use anyhow::Result;
use log::warn;
use std::path::{Path, PathBuf};
use walkdir::WalkDir;

/// Extensions recognised as route table manifests
const MANIFEST_EXTENSIONS: [&str; 3] = ["yaml", "yml", "json"];

/// File scanner for collecting route table manifests.
///
/// The `FileScanner` recursively walks through a directory to find all manifest files
/// (`.yaml`, `.yml` and `.json`). It skips the `target` directory and hidden directories
/// (those starting with `.`).
///
/// # Example
///
/// ```no_run
/// use swagger_from_routes::scanner::FileScanner;
/// use std::path::PathBuf;
///
/// let scanner = FileScanner::new(PathBuf::from("./routes"));
/// let result = scanner.scan().unwrap();
/// println!("Found {} manifests", result.manifest_files.len());
/// ```
pub struct FileScanner {
    root_path: PathBuf,
}

/// Result of directory scanning operation.
pub struct ScanResult {
    /// Discovered manifest files, in a stable order
    pub manifest_files: Vec<PathBuf>,
    /// Warning messages for any issues encountered (e.g., inaccessible directories)
    pub warnings: Vec<String>,
}

fn is_manifest(path: &Path) -> bool {
    path.extension()
        .and_then(|s| s.to_str())
        .map_or(false, |ext| MANIFEST_EXTENSIONS.contains(&ext))
}

impl FileScanner {
    /// Creates a new `FileScanner` for the specified root directory or single manifest file.
    pub fn new(root_path: PathBuf) -> Self {
        Self { root_path }
    }

    /// Scans the directory tree and collects all manifest files.
    ///
    /// A root path that is itself a file is returned as the only manifest. If any directories
    /// or files cannot be accessed, warnings are logged and added to the result, but scanning
    /// continues.
    pub fn scan(&self) -> Result<ScanResult> {
        if self.root_path.is_file() {
            return Ok(ScanResult {
                manifest_files: vec![self.root_path.clone()],
                warnings: Vec::new(),
            });
        }

        let mut manifest_files = Vec::new();
        let mut warnings = Vec::new();

        for entry in WalkDir::new(&self.root_path)
            .sort_by_file_name()
            .into_iter()
            .filter_entry(|e| {
                // Don't filter the root directory itself
                if e.path() == self.root_path {
                    return true;
                }

                let file_name = e.file_name().to_string_lossy();
                !file_name.starts_with('.') && file_name != "target"
            })
        {
            match entry {
                Ok(entry) => {
                    let path = entry.path();
                    if path.is_file() && is_manifest(path) {
                        manifest_files.push(path.to_path_buf());
                    }
                }
                Err(e) => {
                    let warning = format!("Failed to access path: {}", e);
                    warn!("{}", warning);
                    warnings.push(warning);
                }
            }
        }

        Ok(ScanResult {
            manifest_files,
            warnings,
        })
    }
}
/// Definitions found inside array `items`
fn extract_array_defs(source: &mut Value, level: usize, namespace: &str) -> Vec<Value> {
    if source.get("type").and_then(Value::as_str) != Some("array") {
        return Vec::new();
    }
    match source.get_mut("items") {
        Some(items) if items.get("schema").is_some() => {
            extract_definitions(std::iter::once(items), level + 1, namespace)
        }
        _ => Vec::new(),
    }
}

/// Lifts identified schemas out of `items`, recursively.
///
/// Every `schema` carrying an `id` is replaced by a `$ref` to `<namespace>:<id>`. At the top
/// level the `schema` value becomes the reference; deeper down the reference is spliced into
/// the parent and `schema` is dropped.
///
/// # Arguments
///
/// * `items` - Response or property objects that may hold a `schema`
/// * `level` - Nesting depth, `0` for response objects
/// * `namespace` - Definition prefix, usually `<module>.<handler>`
///
/// # Returns
///
/// The lifted schemas, still carrying their `id`, innermost ones included.
pub fn extract_definitions<'a, I>(items: I, level: usize, namespace: &str) -> Vec<Value>
where
    I: IntoIterator<Item = &'a mut Value>,
{
    let mut defs = Vec::new();

    for item in items {
        let Some(obj) = item.as_object_mut() else {
            continue;
        };

        if let Some(mut schema) = obj.remove("schema") {
            if let Some(properties) = schema.get_mut("properties").and_then(Value::as_object_mut) {
                defs.extend(extract_definitions(
                    properties.values_mut(),
                    level + 1,
                    namespace,
                ));
            }
            defs.extend(extract_array_defs(&mut schema, level, namespace));

            match schema.get("id").and_then(Value::as_str).map(str::to_string) {
                Some(schema_id) => {
                    let reference =
                        Value::String(format!("#/definitions/{}:{}", namespace, schema_id));
                    if level == 0 {
                        obj.insert("schema".to_string(), json!({ "$ref": reference }));
                    } else {
                        obj.insert("$ref".to_string(), reference);
                    }
                    defs.push(schema);
                }
                None => {
                    obj.insert("schema".to_string(), schema);
                }
            }
        }

        defs.extend(extract_array_defs(item, level, namespace));
    }
    defs
}
//! Declared response schemas.
//!
//! A [`SwaggerResponse`] pairs a schema with a status code. Attaching it to a handler extracts
//! the schema right away, so an unsupported field is reported when the handler is declared, and
//! stores `{"<status>": {"description", "schema"}}` on the handler metadata. Nothing about how
//! the handler runs changes.

use crate::error::Result;
use crate::route::HandlerMeta;
use crate::schema::SchemaInstance;
use log::debug;
use serde_json::{json, Map, Value};

/// Response schema bound to an HTTP status code
#[derive(Debug, Clone)]
pub struct SwaggerResponse {
    schema: SchemaInstance,
    status: u16,
}

impl SwaggerResponse {
    /// `schema` may be a schema class (used with default options) or a configured instance
    pub fn new<S: Into<SchemaInstance>>(schema: S, status: u16) -> Self {
        Self {
            schema: schema.into(),
            status,
        }
    }

    /// A `200` response
    pub fn ok<S: Into<SchemaInstance>>(schema: S) -> Self {
        Self::new(schema, 200)
    }

    pub fn status(&self) -> u16 {
        self.status
    }

    /// The response mapping this descriptor contributes
    pub fn responses(&self) -> Result<Map<String, Value>> {
        let mut responses = Map::new();
        responses.insert(
            self.status.to_string(),
            json!({
                "description": "api result",
                "schema": self.schema.extract()?,
            }),
        );
        Ok(responses)
    }

    /// Store the response mapping on `handler`, replacing an entry with the same status
    pub fn attach(&self, handler: &mut HandlerMeta) -> Result<()> {
        debug!(
            "Attaching {} response {} to {}",
            self.status,
            self.schema.class().name(),
            handler.name
        );
        let responses = self.responses()?;
        handler
            .responses
            .get_or_insert_with(Map::new)
            .extend(responses);
        Ok(())
    }
}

######

### What you are asked to do:
All lines above with the word "description" need to be reported.

### Written response:
//! stores `{"<status>": {"description", "schema"}}` on the handler metadata. Nothing about how
                "description": "api result",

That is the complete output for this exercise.